Répression de la société civile
Avant même que la nouvelle coalition ne prête serment, le traitement déjà répressif de l’Etat israélien à l’égard des militants, des journalistes et des groupes de la société civile s’est encore détérioré. Ces dernières semaines, des soldats ont agressé des militants de gauche en Cisjordanie tout en se félicitant du rôle que Ben Gvir aura sur leur mission. Un journaliste a été arrêté pour provocation après avoir félicité un Palestinien de Cisjordanie d’avoir cherché à attaquer les forces de sécurité israéliennes plutôt que des civils. Et un député du Likoud a appelé à «emprisonner» le chef de Breaking the Silence [organisation israélienne de soldats et de vétérans qui dénonce les actions de l’armée], Avner Gvaryahu.

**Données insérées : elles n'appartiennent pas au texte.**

//! Policy Administration Domain
//!
//! This crate holds the business rules that turn an application into a
//! policy and keep that policy current:
//! - **Applications**: vehicle and health submissions with shared numbering and status
//! - **Plans**: the read-only health plan catalog
//! - **Premium**: the factor-table vehicle calculator and health pass-through
//! - **Aggregate**: the Policy record and its state machine
//! - **Renewal**: window eligibility, term extension and expiry alerts
//!
//! # Policy Lifecycle
//!
//! ```text
//! Application(pending) --payment--> Policy(active) --renew--> Policy(active, +1 year)
//!                                                  \-> expired
//!                                                  \-> cancelled
//! ```
//!
//! # Example
//!
//! ```rust,ignore
//! use domain_policy::{PremiumCalculator, RiskProfile, VehicleType};
//!
//! let quote = PremiumCalculator::default().quote(&RiskProfile {
//!     vehicle_type: Some(VehicleType::Suv),
//!     ..Default::default()
//! });
//! assert_eq!(quote.final_premium, dec!(600));
//! ```

pub mod aggregate;
pub mod application;
pub mod error;
pub mod plan;
pub mod premium;
pub mod renewal;

pub use aggregate::{IssuePolicy, Policy, PolicyPaymentStatus, PolicyStatus};
pub use application::{
    Application, ApplicationDetails, ApplicationStatus, HealthDetails, InsuranceKind, VehicleDetails,
};
pub use error::{PolicyError, RenewalError};
pub use plan::Plan;
pub use premium::{
    health_premium, CoverageType, PremiumBreakdown, PremiumCalculator, PremiumFactors, RiskProfile,
    VehicleType,
};
pub use renewal::{expiring_within, ExpiringPolicy, RenewalWindow};
//! Policy handlers

use axum::{
    extract::{Path, Query, State},
    Extension, Json,
};
use validator::Validate;

use app_lifecycle::{Caller, RenewalPayment};
use core_kernel::PolicyId;
use domain_policy::{ExpiringPolicy, Policy};

use crate::dto::applications::PaymentRequest;
use crate::dto::policies::{ExpiringQuery, PolicyListQuery};
use crate::{error::ApiError, AppState};

pub async fn list_policies(
    State(state): State<AppState>,
    Extension(caller): Extension<Caller>,
    Query(query): Query<PolicyListQuery>,
) -> Result<Json<Vec<Policy>>, ApiError> {
    query.validate()?;
    let policies = state
        .service
        .list_policies(&caller, query.status, query.page())
        .await?;
    Ok(Json(policies))
}

pub async fn get_policy(
    State(state): State<AppState>,
    Extension(caller): Extension<Caller>,
    Path(id): Path<PolicyId>,
) -> Result<Json<Policy>, ApiError> {
    Ok(Json(state.service.get_policy(&caller, id).await?))
}

/// Cancels a policy (admin)
pub async fn cancel_policy(
    State(state): State<AppState>,
    Extension(caller): Extension<Caller>,
    Path(id): Path<PolicyId>,
) -> Result<Json<Policy>, ApiError> {
    Ok(Json(state.service.cancel_policy(&caller, id).await?))
}

/// Extends a policy by one term if it is inside its renewal window
pub async fn renew_policy(
    State(state): State<AppState>,
    Extension(caller): Extension<Caller>,
    Path(id): Path<PolicyId>,
) -> Result<Json<Policy>, ApiError> {
    Ok(Json(state.service.renew_policy(&caller, id).await?))
}

pub async fn record_renewal_payment(
    State(state): State<AppState>,
    Extension(caller): Extension<Caller>,
    Path(id): Path<PolicyId>,
    Json(request): Json<PaymentRequest>,
) -> Result<Json<RenewalPayment>, ApiError> {
    request.validate()?;
    let paid = state
        .service
        .record_renewal_payment(&caller, id, request.amount, request.method)
        .await?;
    Ok(Json(paid))
}

/// The caller's active policies ending soon, soonest first
pub async fn list_expiring(
    State(state): State<AppState>,
    Extension(caller): Extension<Caller>,
    Query(query): Query<ExpiringQuery>,
) -> Result<Json<Vec<ExpiringPolicy>>, ApiError> {
    query.validate()?;
    Ok(Json(state.service.list_expiring(&caller, query.days).await?))
}

/// Expires active policies whose renewal window has closed (admin)
pub async fn expire_policies(
    State(state): State<AppState>,
    Extension(caller): Extension<Caller>,
) -> Result<Json<Vec<Policy>>, ApiError> {
    Ok(Json(state.service.expire_policies(&caller).await?))
}
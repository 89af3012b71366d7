//! PostgreSQL lifecycle store
//!
//! Implements the [`LifecycleStore`] port on top of the repositories in this
//! crate. Unique number violations and failed conditional writes both come
//! back as `PortError::Conflict`, which the orchestrator answers by retrying
//! with a fresh number or re-reading the record.
//!
//! # Example
//!
//! ```rust,ignore
//! use infra_db::{create_pool, DatabaseConfig, PostgresLifecycleStore};
//! use app_lifecycle::{LifecycleConfig, LifecycleService};
//! use std::sync::Arc;
//!
//! let pool = create_pool(&DatabaseConfig::new(url)).await?;
//! let store = Arc::new(PostgresLifecycleStore::new(pool));
//! let service = LifecycleService::new(store, LifecycleConfig::default())?;
//! ```

use async_trait::async_trait;
use sqlx::PgPool;
use tracing::{debug, instrument};

use app_lifecycle::{ClaimQuery, LifecycleStore, PolicyQuery};
use core_kernel::{
    ApplicationId, ClaimId, DomainPort, HealthCheckResult, HealthCheckable, Page, PlanId, PolicyId, PortError,
    ReportId, SequenceKind, UserId,
};
use domain_billing::Payment;
use domain_claims::{Claim, Report};
use domain_policy::{Application, Plan, Policy};

use crate::repositories::claims::ClaimFilter;
use crate::repositories::{
    ApplicationRepository, ClaimsRepository, PlanRepository, PolicyRepository, ReportRepository,
};

const ADAPTER_ID: &str = "postgres-lifecycle-store";

/// PostgreSQL-backed implementation of the LifecycleStore port
#[derive(Debug, Clone)]
pub struct PostgresLifecycleStore {
    applications: ApplicationRepository,
    plans: PlanRepository,
    policies: PolicyRepository,
    claims: ClaimsRepository,
    reports: ReportRepository,
    pool: PgPool,
}

impl PostgresLifecycleStore {
    pub fn new(pool: PgPool) -> Self {
        Self {
            applications: ApplicationRepository::new(pool.clone()),
            plans: PlanRepository::new(pool.clone()),
            policies: PolicyRepository::new(pool.clone()),
            claims: ClaimsRepository::new(pool.clone()),
            reports: ReportRepository::new(pool.clone()),
            pool,
        }
    }

    pub fn pool(&self) -> &PgPool {
        &self.pool
    }
}

impl DomainPort for PostgresLifecycleStore {}

#[async_trait]
impl HealthCheckable for PostgresLifecycleStore {
    /// Runs `SELECT 1` against the pool
    async fn health_check(&self) -> HealthCheckResult {
        let start = std::time::Instant::now();

        let result = sqlx::query_scalar::<_, i32>("SELECT 1").fetch_one(&self.pool).await;
        let latency_ms = start.elapsed().as_millis() as u64;

        match result {
            Ok(_) => HealthCheckResult::healthy(ADAPTER_ID, latency_ms),
            Err(e) => HealthCheckResult::unhealthy(ADAPTER_ID, latency_ms, format!("Database error: {e}")),
        }
    }
}

#[async_trait]
impl LifecycleStore for PostgresLifecycleStore {
    #[instrument(skip(self))]
    async fn numbers_with_prefix(&self, kind: SequenceKind, prefix: &str) -> Result<Vec<String>, PortError> {
        let numbers = match kind {
            SequenceKind::VehicleApplication | SequenceKind::HealthApplication => {
                self.applications.numbers_with_prefix(prefix).await?
            }
            SequenceKind::VehiclePolicy | SequenceKind::HealthPolicy => {
                self.policies.numbers_with_prefix(prefix).await?
            }
            SequenceKind::VehicleClaim | SequenceKind::HealthClaim => self.claims.numbers_with_prefix(prefix).await?,
        };
        debug!(count = numbers.len(), "scanned existing numbers");
        Ok(numbers)
    }

    #[instrument(skip(self, application), fields(number = %application.application_number))]
    async fn insert_application(&self, application: &Application) -> Result<(), PortError> {
        Ok(self.applications.insert(application).await?)
    }

    async fn get_application(&self, id: ApplicationId) -> Result<Application, PortError> {
        Ok(self.applications.get_by_id(id).await?)
    }

    async fn update_application(&self, application: &Application) -> Result<(), PortError> {
        Ok(self.applications.update(application).await?)
    }

    async fn list_applications(&self, user_id: Option<UserId>, page: Page) -> Result<Vec<Application>, PortError> {
        Ok(self.applications.list(user_id, page).await?)
    }

    async fn get_plan(&self, id: PlanId) -> Result<Plan, PortError> {
        Ok(self.plans.get_by_id(id).await?)
    }

    async fn list_active_plans(&self) -> Result<Vec<Plan>, PortError> {
        Ok(self.plans.list_active().await?)
    }

    #[instrument(skip(self, policy, payment, application), fields(number = %policy.policy_number))]
    async fn issue_policy(&self, policy: &Policy, payment: &Payment, application: &Application) -> Result<(), PortError> {
        Ok(self.policies.issue(policy, payment, application).await?)
    }

    async fn get_policy(&self, id: PolicyId) -> Result<Policy, PortError> {
        Ok(self.policies.get_by_id(id).await?)
    }

    async fn update_policy(&self, policy: &Policy) -> Result<(), PortError> {
        Ok(self.policies.update(policy).await?)
    }

    async fn list_policies(&self, query: PolicyQuery) -> Result<Vec<Policy>, PortError> {
        Ok(self.policies.list(query.user_id, query.status, query.page).await?)
    }

    #[instrument(skip(self, policy, payment), fields(number = %policy.policy_number))]
    async fn record_renewal_payment(&self, policy: &Policy, payment: &Payment) -> Result<(), PortError> {
        Ok(self.policies.record_renewal_payment(policy, payment).await?)
    }

    #[instrument(skip(self, claim), fields(number = %claim.claim_number))]
    async fn insert_claim(&self, claim: &Claim) -> Result<(), PortError> {
        Ok(self.claims.insert(claim).await?)
    }

    async fn get_claim(&self, id: ClaimId) -> Result<Claim, PortError> {
        Ok(self.claims.get_by_id(id).await?)
    }

    async fn update_claim(&self, claim: &Claim) -> Result<(), PortError> {
        Ok(self.claims.update_review(claim).await?)
    }

    async fn list_claims(&self, query: ClaimQuery) -> Result<Vec<Claim>, PortError> {
        let filter = ClaimFilter {
            user_id: query.user_id,
            status: query.status,
            family: query.family,
            page: query.page,
        };
        Ok(self.claims.list(filter).await?)
    }

    async fn insert_report(&self, report: &Report) -> Result<(), PortError> {
        Ok(self.reports.insert(report).await?)
    }

    async fn get_report(&self, id: ReportId) -> Result<Report, PortError> {
        Ok(self.reports.get_by_id(id).await?)
    }

    async fn list_reports(&self, user_id: UserId, page: Page) -> Result<Vec<Report>, PortError> {
        Ok(self.reports.list_for_user(user_id, page).await?)
    }
}
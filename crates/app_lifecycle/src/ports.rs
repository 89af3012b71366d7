//! Storage port
//!
//! The single seam between the orchestrator and persistence. Adapters must
//! honour the guarantees the workflows rely on:
//!
//! - **Unique numbers**: inserting an application, policy or claim whose
//!   number already exists fails with [`PortError::Conflict`] and writes
//!   nothing. The orchestrator treats that as a sequencing collision and
//!   retries with a fresh number.
//! - **Atomic multi-record writes**: [`LifecycleStore::issue_policy`] and
//!   [`LifecycleStore::record_renewal_payment`] either apply every write or
//!   none of them.
//! - **Guarded updates**: writes that depend on a prior state fail with
//!   [`PortError::Conflict`] once that state has moved on. A plan selection
//!   only lands on a pending application and never touches its status. A
//!   renewal payment only lands while the term is still unpaid.
//!
//! List operations return records newest first.

use async_trait::async_trait;

use core_kernel::{
    ApplicationId, ClaimId, DomainPort, HealthCheckable, Page, PlanId, PolicyId, PortError, ReportId,
    SequenceKind, UserId,
};
use domain_billing::Payment;
use domain_claims::{Claim, ClaimStatus, Report};
use domain_policy::{Application, InsuranceKind, Plan, Policy, PolicyStatus};

/// Filter for policy listings; `None` fields match everything
#[derive(Debug, Clone, Copy, Default, PartialEq, Eq)]
pub struct PolicyQuery {
    pub user_id: Option<UserId>,
    pub status: Option<PolicyStatus>,
    /// Unpaged when `None`
    pub page: Option<Page>,
}

impl PolicyQuery {
    pub fn for_user(user_id: UserId) -> Self {
        Self {
            user_id: Some(user_id),
            ..Default::default()
        }
    }

    pub fn with_status(mut self, status: PolicyStatus) -> Self {
        self.status = Some(status);
        self
    }

    pub fn paged(mut self, page: Page) -> Self {
        self.page = Some(page);
        self
    }

    pub fn matches(&self, policy: &Policy) -> bool {
        self.user_id.map_or(true, |u| policy.user_id == u) && self.status.map_or(true, |s| policy.status == s)
    }
}

/// Filter for claim listings; `None` fields match everything
#[derive(Debug, Clone, Copy, Default, PartialEq, Eq)]
pub struct ClaimQuery {
    pub user_id: Option<UserId>,
    pub status: Option<ClaimStatus>,
    pub family: Option<InsuranceKind>,
    /// Unpaged when `None`
    pub page: Option<Page>,
}

impl ClaimQuery {
    pub fn for_user(user_id: UserId) -> Self {
        Self {
            user_id: Some(user_id),
            ..Default::default()
        }
    }

    pub fn matches(&self, claim: &Claim) -> bool {
        self.user_id.map_or(true, |u| claim.user_id == u)
            && self.status.map_or(true, |s| claim.status == s)
            && self.family.map_or(true, |f| claim.family() == f)
    }
}

/// Persistence operations needed by the lifecycle workflows
#[async_trait]
pub trait LifecycleStore: DomainPort + HealthCheckable {
    /// Every number of `kind` already issued under `prefix`
    async fn numbers_with_prefix(&self, kind: SequenceKind, prefix: &str) -> Result<Vec<String>, PortError>;

    // Applications

    async fn insert_application(&self, application: &Application) -> Result<(), PortError>;

    async fn get_application(&self, id: ApplicationId) -> Result<Application, PortError>;

    /// Stores plan selection and premium; conflicts unless the stored application is pending
    async fn update_application(&self, application: &Application) -> Result<(), PortError>;

    async fn list_applications(&self, user_id: Option<UserId>, page: Page) -> Result<Vec<Application>, PortError>;

    // Plans (read-only)

    async fn get_plan(&self, id: PlanId) -> Result<Plan, PortError>;

    async fn list_active_plans(&self) -> Result<Vec<Plan>, PortError>;

    // Policies

    /// Inserts the policy and its first payment and stores the approved
    /// application, all in one transaction
    ///
    /// Fails with `Conflict` if the policy number is taken or the stored
    /// application is no longer pending.
    async fn issue_policy(&self, policy: &Policy, payment: &Payment, application: &Application) -> Result<(), PortError>;

    async fn get_policy(&self, id: PolicyId) -> Result<Policy, PortError>;

    async fn update_policy(&self, policy: &Policy) -> Result<(), PortError>;

    async fn list_policies(&self, query: PolicyQuery) -> Result<Vec<Policy>, PortError>;

    /// Stores the paid policy and inserts the renewal payment in one transaction
    ///
    /// Conflicts if the stored policy has no payment due.
    async fn record_renewal_payment(&self, policy: &Policy, payment: &Payment) -> Result<(), PortError>;

    // Claims

    async fn insert_claim(&self, claim: &Claim) -> Result<(), PortError>;

    async fn get_claim(&self, id: ClaimId) -> Result<Claim, PortError>;

    async fn update_claim(&self, claim: &Claim) -> Result<(), PortError>;

    async fn list_claims(&self, query: ClaimQuery) -> Result<Vec<Claim>, PortError>;

    // Reports (append-only)

    async fn insert_report(&self, report: &Report) -> Result<(), PortError>;

    async fn get_report(&self, id: ReportId) -> Result<Report, PortError>;

    async fn list_reports(&self, user_id: UserId, page: Page) -> Result<Vec<Report>, PortError>;
}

La nouvelle coalition semble prête à criminaliser, persécuter et entraver davantage les acteurs des droits humains et civils, ainsi que les journalistes, des deux côtés de la Ligne verte. Smotrich a appelé à cibler davantage les groupes de défense des droits de l’homme sur le plan «juridique et sécuritaire» – les qualifiant de «menace existentielle pour l’Etat d’Israël» – et des plans sont en cours pour taxer les dons des gouvernements étrangers aux ONG de gauche. Une initiative vieille de plusieurs années visant à criminaliser le fait de filmer des soldats israéliens en service est en train d’être ressuscitée, tandis que le Likoud ravive les menaces de fermeture de la branche information du radiodiffuseur public israélien, que Netanyahou a déjà jugé trop à gauche. (Article publié sur le site israélien +972, le 29 décembre 2022; traduction rédaction A l’Encontre)
Natasha Roth-Rowland est rédactrice du site +972. Elle est doctorante en histoire à l’Université de Virginie.